Data to process START

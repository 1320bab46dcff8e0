use std::path::Path;

use bizerr_core::Catalog;

use crate::Config;

impl Config {
    /// Load configuration from a TOML file
    ///
    /// Reads the file, expands `{{ env.VAR }}` placeholders, then
    /// deserializes and validates the result.
    ///
    /// # Errors
    ///
    /// Returns an error if the file cannot be read, a placeholder cannot be
    /// expanded, TOML parsing fails, or validation fails
    pub fn load(path: &Path) -> anyhow::Result<Self> {
        let raw = std::fs::read_to_string(path)
            .map_err(|e| anyhow::anyhow!("failed to read config file {}: {e}", path.display()))?;

        Self::parse(&raw)
    }

    /// Parse configuration from TOML text
    ///
    /// # Errors
    ///
    /// Returns an error if expansion, parsing, or validation fails
    pub fn parse(raw: &str) -> anyhow::Result<Self> {
        let expanded =
            crate::env::expand_env(raw).map_err(|e| anyhow::anyhow!("config variable expansion failed: {e}"))?;

        let config: Self = toml::from_str(&expanded).map_err(|e| anyhow::anyhow!("failed to parse config: {e}"))?;

        config.validate()?;

        tracing::debug!(errors = config.catalog.errors.len(), "configuration loaded");

        Ok(config)
    }

    /// Validate that the configuration is internally consistent
    ///
    /// # Errors
    ///
    /// Returns an error if the logging filter is blank or the catalog is invalid
    pub fn validate(&self) -> anyhow::Result<()> {
        if self.logging.filter.trim().is_empty() {
            anyhow::bail!("logging.filter must not be empty");
        }

        self.build_catalog()?;

        Ok(())
    }

    /// Build the error catalog declared in this configuration
    ///
    /// # Errors
    ///
    /// Returns an error if the catalog section is invalid
    pub fn build_catalog(&self) -> anyhow::Result<Catalog> {
        self.catalog
            .build()
            .map_err(|e| anyhow::anyhow!("invalid error catalog: {e}"))
    }
}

Data to process END

__What is being asked__. State the number of lines in the records that include "logging", and write nothing else.

__Answer to this problem__. 3